If we want to see reduce getting called, we need to use NumericPreferenceKey somehow, one way is to add an onPreferenceChange(_:perform:) function in our VStack:

struct ContentView: View {
  var body: some View {
    VStack {
      Text("A")
        .preference(key: NumericPreferenceKey.self, value: 1)
      Text("B")
        .preference(key: NumericPreferenceKey.self, value: 3)
    }
    .onPreferenceChange(NumericPreferenceKey.self) { value in
      print("VStack's NumericPreferenceKey value is now: \(value)")
    }
  }
}

onPreferenceChange(_:perform:) tells SwiftUI that we’re interested in knowing what our VStack NumericPreferenceKey value is and when it changes: this is all we need to see our reduce method getting called.

Why is reduce’s nextValue a function?

Something that probably comes out as perplexing when reading PreferenceKey’s definition is why the reduce arguments are a value and a function: we’re combining two values, right? Why can’t SwiftUI just give us the explicit next value already?
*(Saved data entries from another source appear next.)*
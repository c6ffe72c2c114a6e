//! Block factory

use std::fmt;
use std::sync::Arc;

use blockstate_core::{kind_name, BlockError, BlockResult};
use serde_json::Value;

use crate::{compose_handlers, Instance, InstanceOptions, Schema, SharedHandler};

/// A schema bound to an optional handler.
///
/// A block is a constructor: every call to [`Block::instance`] or
/// [`Block::instantiate`] yields an independent [`Instance`] with its own
/// snapshot state. Cloning a block is cheap and shares the definition.
#[derive(Clone)]
pub struct Block {
    def: Arc<BlockDef>,
}

struct BlockDef {
    schema: Schema,
    handler: Option<SharedHandler>,
}

impl Block {
    pub fn new(schema: Schema) -> Self {
        Block {
            def: Arc::new(BlockDef {
                schema,
                handler: None,
            }),
        }
    }

    /// Block whose instances run `handler` after every resolution
    pub fn with_handler(schema: Schema, handler: SharedHandler) -> Self {
        Block {
            def: Arc::new(BlockDef {
                schema,
                handler: Some(handler),
            }),
        }
    }

    pub fn schema(&self) -> &Schema {
        &self.def.schema
    }

    pub fn handler(&self) -> Option<&SharedHandler> {
        self.def.handler.as_ref()
    }

    /// New instance with no seed and default options
    pub fn instance(&self) -> Instance {
        Instance::new(self.clone(), None, InstanceOptions::default())
    }

    /// New instance starting from `seed` as its current snapshot.
    ///
    /// Nothing is resolved until the instance is first called.
    pub fn instantiate(&self, seed: Option<Value>, options: InstanceOptions) -> BlockResult<Instance> {
        if let Some(seed) = &seed {
            if !seed.is_object() {
                return Err(BlockError::SeedNotObject {
                    found: kind_name(seed),
                });
            }
        }
        Ok(Instance::new(self.clone(), seed, options))
    }

    /// New block with `additions` appended to this block's schema.
    ///
    /// Fields already declared are replaced in place. The handler is inherited.
    pub fn extend(&self, additions: Schema) -> Block {
        let mut schema = self.def.schema.clone();
        schema.extend(additions);
        Block {
            def: Arc::new(BlockDef {
                schema,
                handler: self.def.handler.clone(),
            }),
        }
    }

    /// Like [`Block::extend`], also running `handler` after the inherited one
    pub fn extend_with_handler(&self, additions: Schema, handler: SharedHandler) -> Block {
        let handler = match &self.def.handler {
            Some(parent) => compose_handlers([parent.clone(), handler]),
            None => handler,
        };
        let mut schema = self.def.schema.clone();
        schema.extend(additions);
        Block::with_handler(schema, handler)
    }

    /// True when both handles share one definition
    pub fn ptr_eq(&self, other: &Block) -> bool {
        Arc::ptr_eq(&self.def, &other.def)
    }
}

impl fmt::Debug for Block {
    fn fmt(&self, f: &mut fmt::Formatter<'_>) -> fmt::Result {
        f.debug_struct("Block")
            .field("fields", &self.def.schema.keys().collect::<Vec<_>>())
            .field("handler", &self.def.handler.is_some())
            .finish()
    }
}

#[cfg(test)]
mod tests {
    use super::*;
    use crate::{create_handler, value};
    use serde_json::json;
    use std::sync::atomic::{AtomicUsize, Ordering};

    #[test]
    fn test_instances_are_independent() {
        let block = Block::new(Schema::new().field("a", value(1)));
        let first = block.instance();
        let second = block.instance();

        first.update(json!({ "a": 2 })).unwrap();
        assert_eq!(first.refresh().unwrap(), json!({ "a": 2 }));
        assert_eq!(second.refresh().unwrap(), json!({ "a": 1 }));
    }

    #[test]
    fn test_seed_must_be_object() {
        let block = Block::new(Schema::new());
        let err = block
            .instantiate(Some(json!([1])), InstanceOptions::default())
            .unwrap_err();
        assert!(matches!(err, BlockError::SeedNotObject { found: "array" }));
    }

    #[test]
    fn test_seed_becomes_current_snapshot() {
        let block = Block::new(Schema::new().field("a", value(1)));
        let instance = block
            .instantiate(Some(json!({ "a": 2 })), InstanceOptions::default())
            .unwrap();

        assert_eq!(instance.current(), Some(json!({ "a": 2 })));
        assert_eq!(instance.refresh().unwrap(), json!({ "a": 2 }));
    }

    #[test]
    fn test_extend_keeps_parent_untouched() {
        let parent = Block::new(Schema::new().field("a", value(1)));
        let child = parent.extend(Schema::new().field("b", json!("x")).field("a", json!(0)));

        assert_eq!(parent.instance().refresh().unwrap(), json!({ "a": 1 }));
        assert_eq!(child.instance().refresh().unwrap(), json!({ "a": 0, "b": "x" }));
        assert!(!parent.ptr_eq(&child));
    }

    #[test]
    fn test_extend_with_handler_runs_parent_first() {
        let order = Arc::new(parking_lot::Mutex::new(Vec::new()));
        let (o1, o2) = (order.clone(), order.clone());
        let parent = Block::with_handler(
            Schema::new().field("a", value(1)),
            create_handler(move |_, _, _| {
                o1.lock().push("parent");
                Ok(())
            }),
        );
        let child = parent.extend_with_handler(
            Schema::new(),
            create_handler(move |_, _, _| {
                o2.lock().push("child");
                Ok(())
            }),
        );

        child.instance().refresh().unwrap();
        assert_eq!(*order.lock(), vec!["parent", "child"]);
    }

    #[test]
    fn test_extend_inherits_handler() {
        let runs = Arc::new(AtomicUsize::new(0));
        let counter = runs.clone();
        let parent = Block::with_handler(
            Schema::new(),
            create_handler(move |_, _, _| {
                counter.fetch_add(1, Ordering::SeqCst);
                Ok(())
            }),
        );

        parent.extend(Schema::new().field("b", value(2))).instance().refresh().unwrap();
        assert_eq!(runs.load(Ordering::SeqCst), 1);
    }
}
public protocol PreferenceKey {
  associatedtype Value
  static var defaultValue: Self.Value { get }
  static func reduce(value: inout Self.Value, nextValue: () -> Self.Value)
}

It turns out that the reason why is once again SwiftUI laziness.

Let’s take our previous reduce empty implementation and use it in a slightly more complicated example:

struct ContentView: View {
  var body: some View {
    VStack {
      Text("A")
        .preference(key: NumericPreferenceKey.self, value: 1)

      VStack {
        Text("X")
          .preference(key: NumericPreferenceKey.self, value: 5)
        Text("Y")
          .preference(key: NumericPreferenceKey.self, value: 6)
      }
    }.onPreferenceChange(NumericPreferenceKey.self) { value in
      print("VStack's NumericPreferenceKey value is now: \(value)")
    }
  }
}

struct NumericPreferenceKey: PreferenceKey {
  static var defaultValue: Int = 0
  static func reduce(value: inout Int, nextValue: () -> Int) { 
  }
}

Here we have a VStack as our root, this VStack contains two children: a Text("A") and another VStack, which, in turn, has two Texts as children.

All Texts in the view set their own NumericPreferenceKey, and we call onPreferenceChange(_:perform:) on our root.

Let’s compute the root NumericPreferenceKey value:

  • first VStack receives the value passed by Text("A"), as there was no prior accumulated value, this is the new VStack current value
  • then it receives another value from its other child, the inner VStack, and our reduce method gets called

In this example reduce does nothing, we don’t need to know what the exact value passed by our inner VStack is.

Since we do not access to nextValue, SwiftUI won’t even compute it.

This means that the inner VStack preference key is not computed at all, as no one reads it, therefore our reduce is called just once, to resolve the root VStack preference key only.

And this is why reduce takes in a value and a method: the nextValue() method is a way for SwiftUI to check if that value is actually needed, and if it’s not, it won’t resolve it.

SwiftUI needs to resolve the whole view hierarchy as quickly and as efficiently as possible, this is yet another optimization.

Conclusions

SwiftUI’s PreferenceKey is one of those behind the scenes tools that are not very popular, but yet are indispensable to obtain certain results:
in this article we explored PreferenceKey’s inner workings and revealed how its reduce method is used and what it is for, discovering even more SwiftUI effectiveness.

All we’ve seen today is very much undocumented: please let me know if I’ve missed anything!